= Donald S. Harrington =

American priest (1914–2005)

Donald Szantho Harrington (July 11, 1914 in Newton, Middlesex County, Massachusetts - September 16, 2005 in Romania) was an American politician and religious leader.

==Education==
Harrington graduated from the University of Chicago in 1939, and began preaching at the People's Liberal Church on Chicago's South Side.

==Career==
Harrington became a socialist while at Antioch College and joined the Socialist Party of America in 1934. He was a member of the American Peace Mobilization and opposed the United States joining World War II. He became an anti-communist after the APM became interventionist after Operation Barbarossa.

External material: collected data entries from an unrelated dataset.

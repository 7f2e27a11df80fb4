//! GeoJSON input reading
//!
//! Accepts a `FeatureCollection`, a single `Feature`, a `GeometryCollection`
//! or any bare geometry object. Only vertices matter downstream, so
//! properties are ignored and features without geometry are skipped.

use std::fs;
use std::path::Path;
use geo::{Coord, Geometry, GeometryCollection, LineString, MultiLineString, MultiPoint, MultiPolygon, Point, Polygon};
use log::{debug, info};
use serde_json::Value;
use crate::grid::errors::{GridError, GridResult};

/// Geometries read from a GeoJSON document
#[derive(Debug, Clone)]
pub struct GeoJsonInput {
    /// All geometries found, in document order
    pub geometries: GeometryCollection<f64>,
    /// CRS named by the legacy top-level `crs` member, if any
    pub declared_crs: Option<String>,
}

/// Read and parse a GeoJSON file
pub fn read_geojson<P: AsRef<Path>>(path: P) -> GridResult<GeoJsonInput> {
    let path = path.as_ref();
    info!("Reading GeoJSON from {}", path.display());

    let content = fs::read_to_string(path)?;
    parse_geojson(&content)
}

/// Parse a GeoJSON document
pub fn parse_geojson(content: &str) -> GridResult<GeoJsonInput> {
    let document: Value = serde_json::from_str(content)
        .map_err(|e| GridError::InvalidInput(format!("Malformed GeoJSON: {}", e)))?;

    let mut geometries = Vec::new();
    collect_object(&document, &mut geometries)?;

    let declared_crs = document.get("crs")
        .and_then(|crs| crs.get("properties"))
        .and_then(|props| props.get("name"))
        .and_then(Value::as_str)
        .map(str::to_string);

    debug!("Parsed {} geometries (declared CRS: {:?})", geometries.len(), declared_crs);

    Ok(GeoJsonInput {
        geometries: GeometryCollection(geometries),
        declared_crs,
    })
}

fn collect_object(object: &Value, out: &mut Vec<Geometry<f64>>) -> GridResult<()> {
    match object_type(object)? {
        "FeatureCollection" => {
            let features = object.get("features")
                .and_then(Value::as_array)
                .ok_or_else(|| invalid("FeatureCollection without a 'features' array"))?;
            for feature in features {
                collect_object(feature, out)?;
            }
        },
        "Feature" => {
            match object.get("geometry") {
                None | Some(Value::Null) => debug!("Skipping feature without geometry"),
                Some(geometry) => out.push(parse_geometry(geometry)?),
            }
        },
        _ => out.push(parse_geometry(object)?),
    }
    Ok(())
}

fn parse_geometry(object: &Value) -> GridResult<Geometry<f64>> {
    let geometry_type = object_type(object)?;

    if geometry_type == "GeometryCollection" {
        let members = object.get("geometries")
            .and_then(Value::as_array)
            .ok_or_else(|| invalid("GeometryCollection without a 'geometries' array"))?;
        let parsed = members.iter()
            .map(parse_geometry)
            .collect::<GridResult<Vec<_>>>()?;
        return Ok(Geometry::GeometryCollection(GeometryCollection(parsed)));
    }

    let coordinates = object.get("coordinates")
        .ok_or_else(|| invalid(&format!("{} without 'coordinates'", geometry_type)))?;

    let geometry = match geometry_type {
        "Point" => Geometry::Point(Point::from(parse_position(coordinates)?)),
        "MultiPoint" => Geometry::MultiPoint(MultiPoint::new(
            parse_positions(coordinates)?.into_iter().map(Point::from).collect())),
        "LineString" => Geometry::LineString(LineString::new(parse_positions(coordinates)?)),
        "MultiLineString" => Geometry::MultiLineString(MultiLineString::new(
            parse_array(coordinates, |c| Ok(LineString::new(parse_positions(c)?)))?)),
        "Polygon" => Geometry::Polygon(parse_polygon(coordinates)?),
        "MultiPolygon" => Geometry::MultiPolygon(MultiPolygon::new(
            parse_array(coordinates, parse_polygon)?)),
        other => return Err(invalid(&format!("Unsupported GeoJSON type '{}'", other))),
    };

    Ok(geometry)
}

fn parse_polygon(rings: &Value) -> GridResult<Polygon<f64>> {
    let mut rings = parse_array(rings, |ring| Ok(LineString::new(parse_positions(ring)?)))?;
    if rings.is_empty() {
        return Ok(Polygon::new(LineString::new(Vec::new()), Vec::new()));
    }
    let exterior = rings.remove(0);
    Ok(Polygon::new(exterior, rings))
}

fn parse_positions(positions: &Value) -> GridResult<Vec<Coord<f64>>> {
    parse_array(positions, parse_position)
}

// Extra ordinates (elevation, measures) are dropped
fn parse_position(position: &Value) -> GridResult<Coord<f64>> {
    let values = position.as_array()
        .ok_or_else(|| invalid("Position is not an array"))?;
    if values.len() < 2 {
        return Err(invalid(&format!("Position needs at least 2 numbers, found {}", values.len())));
    }

    let x = values[0].as_f64().ok_or_else(|| invalid("Position x is not a number"))?;
    let y = values[1].as_f64().ok_or_else(|| invalid("Position y is not a number"))?;

    Ok(Coord { x, y })
}

fn parse_array<T, F>(value: &Value, parse: F) -> GridResult<Vec<T>>
where
    F: Fn(&Value) -> GridResult<T>,
{
    value.as_array()
        .ok_or_else(|| invalid("Expected a coordinate array"))?
        .iter()
        .map(parse)
        .collect()
}

fn object_type(object: &Value) -> GridResult<&str> {
    object.get("type")
        .and_then(Value::as_str)
        .ok_or_else(|| invalid("GeoJSON object without a 'type' member"))
}

fn invalid(message: &str) -> GridError {
    GridError::InvalidInput(message.to_string())
}
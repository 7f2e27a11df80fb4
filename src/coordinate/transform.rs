//! Coordinate transformation functionality
//!
//! Transformations run through `proj4rs`. Input and output points are always
//! x-then-y; geographic ends are converted between degrees and the radians
//! the projection engine works in.

use std::fmt;
use log::debug;
use proj4rs::proj::Proj;
use super::point::Point2D;
use super::bbox::BoundingRectangle;
use super::crs::CoordinateReferenceSystem;
use crate::grid::errors::{GridError, GridResult};

/// Transformer for converting points between two coordinate systems
pub struct CornerTransformer {
    source: CoordinateReferenceSystem,
    target: CoordinateReferenceSystem,
    // None when source and target are the same system
    projections: Option<(Proj, Proj)>,
}

impl fmt::Debug for CornerTransformer {
    fn fmt(&self, f: &mut fmt::Formatter<'_>) -> fmt::Result {
        f.debug_struct("CornerTransformer")
            .field("source", &self.source.epsg_code())
            .field("target", &self.target.epsg_code())
            .field("identity", &self.projections.is_none())
            .finish_non_exhaustive()
    }
}

impl CornerTransformer {
    /// Build a transformer between two coordinate systems
    ///
    /// Fails with `TransformationUnsupported` if either definition cannot be
    /// turned into a projection.
    pub fn new(source: &CoordinateReferenceSystem, target: &CoordinateReferenceSystem) -> GridResult<Self> {
        if source == target {
            debug!("Source and target are both {}, using identity transform", source);
            return Ok(CornerTransformer {
                source: source.clone(),
                target: target.clone(),
                projections: None,
            });
        }

        let source_proj = Proj::from_proj_string(&source.normalized_proj4())
            .map_err(|e| unsupported(source, target, format!("invalid source definition: {:?}", e)))?;
        let target_proj = Proj::from_proj_string(&target.normalized_proj4())
            .map_err(|e| unsupported(source, target, format!("invalid target definition: {:?}", e)))?;

        debug!("Built transformer from {} to {}", source, target);

        Ok(CornerTransformer {
            source: source.clone(),
            target: target.clone(),
            projections: Some((source_proj, target_proj)),
        })
    }

    pub fn source(&self) -> &CoordinateReferenceSystem {
        &self.source
    }

    pub fn target(&self) -> &CoordinateReferenceSystem {
        &self.target
    }

    /// Transform a point from the source to the target system
    pub fn transform(&self, point: Point2D) -> GridResult<Point2D> {
        let Some((source_proj, target_proj)) = &self.projections else {
            return Ok(point);
        };

        let (x_in, y_in) = if self.source.is_geographic() {
            (point.x.to_radians(), point.y.to_radians())
        } else {
            (point.x, point.y)
        };

        let mut coords = (x_in, y_in, 0.0);
        proj4rs::transform::transform(source_proj, target_proj, &mut coords)
            .map_err(|e| unsupported(&self.source, &self.target, format!("{:?}", e)))?;

        let transformed = if self.target.is_geographic() {
            Point2D::new(coords.0.to_degrees(), coords.1.to_degrees())
        } else {
            Point2D::new(coords.0, coords.1)
        };

        if !transformed.is_finite() {
            return Err(unsupported(&self.source, &self.target,
                                   format!("point {} has no finite image", point)));
        }

        debug!("Transformed {} in EPSG:{} to {} in EPSG:{}",
               point, self.source.epsg_code(), transformed, self.target.epsg_code());

        Ok(transformed)
    }

    /// Transform the south-west and north-east corners of a rectangle
    ///
    /// The corners are returned as transformed, without reordering.
    pub fn transform_corners(&self, rect: &BoundingRectangle) -> GridResult<(Point2D, Point2D)> {
        let sw = self.transform(rect.south_west())?;
        let ne = self.transform(rect.north_east())?;
        Ok((sw, ne))
    }
}

/// Transform a single point between two coordinate systems
pub fn transform(point: Point2D, source: &CoordinateReferenceSystem, target: &CoordinateReferenceSystem) -> GridResult<Point2D> {
    CornerTransformer::new(source, target)?.transform(point)
}

fn unsupported(source: &CoordinateReferenceSystem, target: &CoordinateReferenceSystem, reason: String) -> GridError {
    GridError::TransformationUnsupported {
        source_crs: source.to_string(),
        target_crs: target.to_string(),
        reason,
    }
}
use serde::{Deserialize, Serialize};

pub type TaskId = String;

#[derive(Debug, Clone, Copy, PartialEq, Eq, Serialize, Deserialize)]
#[serde(rename_all = "lowercase")]
pub enum TaskStatus {
    Pending,
    Generating,
    Success,
    Error,
}

impl TaskStatus {
    /// Pending and failed tasks are both picked up by the next batch.
    pub fn is_runnable(&self) -> bool {
        matches!(self, Self::Pending | Self::Error)
    }

    pub fn as_str(&self) -> &'static str {
        match self {
            Self::Pending => "pending",
            Self::Generating => "generating",
            Self::Success => "success",
            Self::Error => "error",
        }
    }
}

#[derive(Debug, Clone, Serialize, Deserialize)]
pub struct GenerationTask {
    pub id: TaskId,
    pub source_name: String,
    pub preview_data_url: String,
    pub status: TaskStatus,
    pub result_url: Option<String>,
    pub error_message: Option<String>,
}

impl GenerationTask {
    pub fn new(source_name: impl Into<String>, preview_data_url: impl Into<String>) -> Self {
        Self {
            id: uuid::Uuid::new_v4().to_string(),
            source_name: source_name.into(),
            preview_data_url: preview_data_url.into(),
            status: TaskStatus::Pending,
            result_url: None,
            error_message: None,
        }
    }
}
//! The local HTTP boundary in front of the Ark client.

use crate::{
    ark::{normalize, ArkClient},
    config::Config,
    error::{MagicError, Result},
    models::{GenerationRequest, ImageInput, ResponseFormat, SequentialMode},
};
use actix_web::{get, post, web, App, HttpResponse, HttpServer, Responder};
use serde::Deserialize;
use serde_json::json;

/// Prepared photos arrive as data URLs of up to ~13MB.
pub const MAX_BODY_BYTES: usize = 16 * 1024 * 1024;

pub struct AppState {
    pub client: ArkClient,
}

impl AppState {
    pub fn new(client: ArkClient) -> Self {
        Self { client }
    }
}

/// Body accepted by `POST /api/ai/i2i`.
///
/// `image` stays untyped until the size has been checked, so a bad size is
/// reported ahead of a malformed image.
#[derive(Debug, Deserialize)]
pub struct I2iPayload {
    pub image: Option<serde_json::Value>,
    #[serde(default)]
    pub prompt: Option<String>,
    pub size: Option<String>,
    pub model: Option<String>,
    pub sequential: Option<SequentialMode>,
    pub response_format: Option<ResponseFormat>,
    pub watermark: Option<bool>,
    pub n: Option<u32>,
    #[serde(rename = "apiKey")]
    pub api_key: Option<String>,
}

impl I2iPayload {
    pub fn decode(bytes: &[u8]) -> Result<Self> {
        serde_json::from_slice(bytes)
            .map_err(|e| MagicError::RequestError(format!("invalid request body: {}", e)))
    }

    fn into_parts(self) -> Result<(GenerationRequest, Option<String>)> {
        normalize(self.size.as_deref())?;
        let image = match self.image {
            None | Some(serde_json::Value::Null) => None,
            Some(value) => Some(
                serde_json::from_value::<ImageInput>(value).map_err(|_| MagicError::InvalidImage)?,
            ),
        };

        let request = GenerationRequest {
            prompt: self.prompt.unwrap_or_default(),
            size: self.size,
            model: self.model,
            sequential: self.sequential,
            response_format: self.response_format,
            watermark: self.watermark,
            n: self.n,
            image,
        };
        Ok((request, self.api_key))
    }
}

pub fn error_response(err: &MagicError) -> HttpResponse {
    let body = json!({ "error": err.to_string() });
    if err.is_client_error() {
        HttpResponse::BadRequest().json(body)
    } else {
        HttpResponse::InternalServerError().json(body)
    }
}

async fn handle_image_to_image(state: &AppState, body: &[u8]) -> Result<serde_json::Value> {
    let (request, api_key) = I2iPayload::decode(body)?.into_parts()?;
    state
        .client
        .generate_image_to_image_raw(&request, api_key.as_deref())
        .await
}

#[post("/api/ai/i2i")]
async fn image_to_image(state: web::Data<AppState>, body: web::Bytes) -> HttpResponse {
    match handle_image_to_image(&state, &body).await {
        Ok(value) => HttpResponse::Ok().json(value),
        Err(e) => {
            log::error!("i2i request failed: {}", e);
            error_response(&e)
        }
    }
}

#[get("/healthz")]
async fn healthz() -> impl Responder {
    HttpResponse::Ok().body("ok")
}

pub fn routes(cfg: &mut web::ServiceConfig) {
    cfg.app_data(web::PayloadConfig::new(MAX_BODY_BYTES))
        .service(image_to_image)
        .service(healthz);
}

pub async fn run(config: Config) -> std::io::Result<()> {
    let port = config.port_or_default();
    let state = web::Data::new(AppState::new(ArkClient::new(config.ark.clone())));

    crate::logger::log_startup_info(env!("CARGO_PKG_NAME"), env!("CARGO_PKG_VERSION"), port);

    HttpServer::new(move || App::new().app_data(state.clone()).configure(routes))
        .bind(("0.0.0.0", port))?
        .run()
        .await
}
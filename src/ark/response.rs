use crate::{
    error::{MagicError, Result},
    models::{ArkImageItem, ArkResponse},
};

/// First usable image in a response: `data[0]`, then `images[0]`.
///
/// A URL wins over inline base64; inline payloads come back as a JPEG data URL.
pub fn extract_image(response: &ArkResponse) -> Result<String> {
    [&response.data, &response.images]
        .into_iter()
        .filter_map(|list| list.as_ref().and_then(|items| items.first()))
        .find_map(image_reference)
        .ok_or(MagicError::NoImageReturned)
}

fn image_reference(item: &ArkImageItem) -> Option<String> {
    if let Some(url) = item.url.as_deref().filter(|u| !u.is_empty()) {
        return Some(url.to_string());
    }
    item.b64_json
        .as_deref()
        .filter(|b| !b.is_empty())
        .map(|b64| format!("data:image/jpeg;base64,{}", b64))
}
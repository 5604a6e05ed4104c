use serde::{Deserialize, Serialize};

#[derive(Debug, Clone, Copy, Default, PartialEq, Eq, Serialize, Deserialize)]
#[serde(rename_all = "lowercase")]
pub enum SequentialMode {
    #[default]
    Disabled,
    Auto,
}

#[derive(Debug, Clone, Copy, Default, PartialEq, Eq, Serialize, Deserialize)]
#[serde(rename_all = "snake_case")]
pub enum ResponseFormat {
    #[default]
    Url,
    B64Json,
}

/// One reference image or a list of them, each a data URL or a plain URL.
#[derive(Debug, Clone, PartialEq, Serialize, Deserialize)]
#[serde(untagged)]
pub enum ImageInput {
    Single(String),
    Many(Vec<String>),
}

impl ImageInput {
    pub fn is_empty(&self) -> bool {
        match self {
            ImageInput::Single(s) => s.is_empty(),
            ImageInput::Many(list) => list.is_empty(),
        }
    }
}

impl From<String> for ImageInput {
    fn from(value: String) -> Self {
        ImageInput::Single(value)
    }
}

impl From<&str> for ImageInput {
    fn from(value: &str) -> Self {
        ImageInput::Single(value.to_string())
    }
}

impl From<Vec<String>> for ImageInput {
    fn from(value: Vec<String>) -> Self {
        ImageInput::Many(value)
    }
}

#[derive(Debug, Clone, Default, Deserialize)]
pub struct GenerationRequest {
    pub prompt: String,
    pub size: Option<String>,
    pub model: Option<String>,
    pub sequential: Option<SequentialMode>,
    pub response_format: Option<ResponseFormat>,
    pub watermark: Option<bool>,
    pub n: Option<u32>,
    pub image: Option<ImageInput>,
}

impl GenerationRequest {
    pub fn new(prompt: impl Into<String>) -> Self {
        Self {
            prompt: prompt.into(),
            ..Default::default()
        }
    }

    pub fn with_image(mut self, image: impl Into<ImageInput>) -> Self {
        self.image = Some(image.into());
        self
    }

    pub fn with_size(mut self, size: impl Into<String>) -> Self {
        self.size = Some(size.into());
        self
    }
}

/// Canonical `WxH` accepted by the Ark service. Only `ark::size::normalize`
/// produces one.
#[derive(Debug, Clone, PartialEq, Eq, Serialize)]
#[serde(transparent)]
pub struct NormalizedSize(pub(crate) String);

impl NormalizedSize {
    pub fn as_str(&self) -> &str {
        &self.0
    }
}

impl std::fmt::Display for NormalizedSize {
    fn fmt(&self, f: &mut std::fmt::Formatter<'_>) -> std::fmt::Result {
        f.write_str(&self.0)
    }
}

/// Body posted to the images/generations endpoint.
#[derive(Debug, Clone, Serialize)]
pub struct ArkRequestBody {
    pub model: String,
    pub prompt: String,
    #[serde(skip_serializing_if = "Option::is_none")]
    pub image: Option<ImageInput>,
    pub size: NormalizedSize,
    pub sequential_image_generation: SequentialMode,
    pub response_format: ResponseFormat,
    pub watermark: bool,
    #[serde(skip_serializing_if = "Option::is_none")]
    pub n: Option<u32>,
}

#[derive(Debug, Clone, Default, Serialize, Deserialize)]
pub struct ArkImageItem {
    pub url: Option<String>,
    pub b64_json: Option<String>,
    pub size: Option<String>,
}

#[derive(Debug, Clone, Default, Serialize, Deserialize)]
pub struct ArkServiceError {
    pub code: Option<String>,
    pub message: Option<String>,
}

#[derive(Debug, Clone, Default, Serialize, Deserialize)]
pub struct ArkResponse {
    pub model: Option<String>,
    pub created: Option<i64>,
    pub data: Option<Vec<ArkImageItem>>,
    pub images: Option<Vec<ArkImageItem>>,
    pub usage: Option<serde_json::Value>,
    pub error: Option<ArkServiceError>,
}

Harrington was inspired by John Haynes Holmes and became a minister of the Community Church of the New York Unitarian Universalist in New York City in 1944. He replaced Holmes as senior minister in 1949. Harrington retired as senior minister in 1982.

Harrington became the chair of the Liberal Party of New York in 1965, being the "face" of the party which was ruled with an iron fist by Alex Rose until 1976. Harrington was a supporter of the Fair Play for Cuba Committee.

In the New York state election, 1966, Harrington ran for Lieutenant Governor of New York on the Liberal ticket with Franklin D. Roosevelt, Jr. They were defeated by the incumbent Republicans Nelson Rockefeller and Malcolm Wilson, but Harrington was elected a delegate to the New York State Constitutional Convention of 1967. A past president of United World Federalists, Harrington wrote Religion in an Age of Science in 1965.

==Personal life==
In 1939, Harrington married fellow seminary student Vilma Szantho (d. 1982). They had two children: Loni Hancock and David Harrington. In 1984, he married his first wife's niece, Anika Szantho, who was ordained a Unitarian minister in 1990. They lived in Transylvania where Harrington was active in economic development and his wife served several village congregations. He made his wife's maiden name his middle name.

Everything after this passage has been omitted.